Leon Botstein argues that the opera is "more than an intimate love story", but a subject with political symbolism for its time. After the Dreyfus affair, Magnard, a dreyfusard, gives a positive depiction of the Jewish queen forced out by the Roman populace, and where the leaders of Rome fail to stand up for justice. He describes the opera as a "morality play about the symmetry between the happiness of intimacy and love and the pursuit of truth and justice in the public sphere", with the title character Bérénice as a post-1906 Dreyfus figure, while Titus can be seen as France. Magnard had resigned his commission in 1899 in disgust at the Dreyfus affair, composing a "Hymne à la Justice", first performed in 1903, as an expression of his strong feelings on the matter.

==Roles==

Roles, voice types, premiere cast
| Role | Voice type | Premiere cast, 15 December 1911 Conductor: François Ruhlmann |
| Bérénice, a Jewish princess | soprano | Marguerite Mérentié |
| Lia, nurse to Bérénice | contralto | Marie Charbonnel |
| Titus, Emperor of Rome | baritone | Laurent Swolfs |
| Mucien, Praetorian Prefect | bass | Félix Vieuille |
| An officer | tenor | Gaston de Poumayrac |
| Chef de la flotte | baritone | Louis Vaurs |
| A slave | bass | Paul Payan |
Off-stage chorus in the gardens; crowd of Romans; Sailors off-stage

==Synopsis==
The plot concerns the departure of the Judean queen Bérénice from Rome by command of Emperor Titus on his ascent to the throne. In the preface to his play, Racine writes "Titus, who passionately loved Bérénice and who was widely thought to have promised to marry her, sent her from Rome, in spite of himself and in spite of herself, in the early days of his empire."

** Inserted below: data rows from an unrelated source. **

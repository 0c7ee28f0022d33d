use contquery_error::{DbError, Result};
use contquery_parser::ast::{Expr, GroupByExpr};

use super::plan::{GroupingPhase, GroupingSet, PhaseSet};

/// Upper bound on the number of grouping sets a GROUP BY may expand to.
const MAX_GROUPING_SETS: usize = 4096;

/// Expand GROUP BY items into grouping sets over `exprs`, the flattened and
/// deduplicated group expressions.
///
/// Items are combined with a cross product, so `GROUP BY a, ROLLUP (b, c)`
/// produces `(a, b, c), (a, b), (a)`. An empty GROUP BY produces a single
/// empty set.
pub fn expand_grouping_sets(group_by: &[GroupByExpr], exprs: &[&Expr]) -> Result<Vec<GroupingSet>> {
    let index_of = |expr: &Expr| -> Result<usize> {
        exprs
            .iter()
            .position(|e| *e == expr)
            .ok_or_else(|| DbError::new(format!("Missing group expression {expr}")))
    };

    let mut sets: Vec<GroupingSet> = vec![GroupingSet::new()];

    for item in group_by {
        let item_sets: Vec<GroupingSet> = match item {
            GroupByExpr::Expr(expr) => vec![GroupingSet::from([index_of(expr)?])],
            GroupByExpr::Rollup(items) => {
                let indices = items.iter().map(index_of).collect::<Result<Vec<_>>>()?;
                (0..=indices.len())
                    .rev()
                    .map(|n| indices[..n].iter().copied().collect())
                    .collect()
            }
            GroupByExpr::Cube(items) => {
                let indices = items.iter().map(index_of).collect::<Result<Vec<_>>>()?;
                if indices.len() > 12 {
                    return Err(DbError::new("CUBE supports at most 12 expressions"));
                }
                // Largest subsets first.
                let mut subsets: Vec<GroupingSet> = (0..(1_u32 << indices.len()))
                    .rev()
                    .map(|mask| {
                        indices
                            .iter()
                            .enumerate()
                            .filter(|(bit, _)| mask & (1 << bit) != 0)
                            .map(|(_, idx)| *idx)
                            .collect()
                    })
                    .collect();
                subsets.sort_by_key(|s| std::cmp::Reverse(s.len()));
                subsets
            }
            GroupByExpr::GroupingSets(lists) => lists
                .iter()
                .map(|list| list.iter().map(index_of).collect::<Result<GroupingSet>>())
                .collect::<Result<Vec<_>>>()?,
        };

        let mut product = Vec::with_capacity(sets.len() * item_sets.len());
        for existing in &sets {
            for set in &item_sets {
                product.push(existing.union(set).copied().collect());
            }
        }
        if product.len() > MAX_GROUPING_SETS {
            return Err(DbError::new("Too many grouping sets").with_field("count", product.len()));
        }
        sets = product;
    }

    Ok(sets)
}

/// Split grouping sets into phases that can each be computed from a single
/// sorted pass over the input.
///
/// Sets are assigned greedily, largest first, to the first phase whose
/// smallest set contains them. Within a phase every set is a prefix of the
/// phase's sort order.
pub fn plan_phases(sets: &[GroupingSet]) -> Vec<GroupingPhase> {
    let mut order: Vec<usize> = (0..sets.len()).collect();
    order.sort_by_key(|idx| std::cmp::Reverse(sets[*idx].len()));

    // Chains of set indices, most specific first.
    let mut chains: Vec<Vec<usize>> = Vec::new();
    for set_idx in order {
        let set = &sets[set_idx];
        let chain = chains.iter_mut().find(|chain| match chain.last() {
            Some(last) => set.is_subset(&sets[*last]),
            None => false,
        });
        match chain {
            Some(chain) => chain.push(set_idx),
            None => chains.push(vec![set_idx]),
        }
    }

    chains
        .into_iter()
        .map(|chain| {
            // Sort columns go from least to most specific set.
            let mut sort_order: Vec<usize> = Vec::new();
            for set_idx in chain.iter().rev() {
                for col in &sets[*set_idx] {
                    if !sort_order.contains(col) {
                        sort_order.push(*col);
                    }
                }
            }
            let sets = chain
                .iter()
                .map(|set_idx| PhaseSet {
                    set_idx: *set_idx,
                    prefix_len: sets[*set_idx].len(),
                })
                .collect();
            GroupingPhase { sort_order, sets }
        })
        .collect()
}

The first act takes place on the outskirts of Rome, the second act in Rome itself, and the third act at the Ostian harbour.

Bérénice and Titus end the first act still in apparent amorous harmony despite being aware of the precariousness of their love. At the beginning of Act 2, Titus has been crowned emperor on the death of Vespasian. Aware of the hatred of the Romans for his queen he agonizes between his love for her and loyalty to his homeland. Mucien, a senior Praetorian guard, warns him off a further meeting with Bérénice but the emperor does come to the queen's boat before she sheds her locks and quietly departs.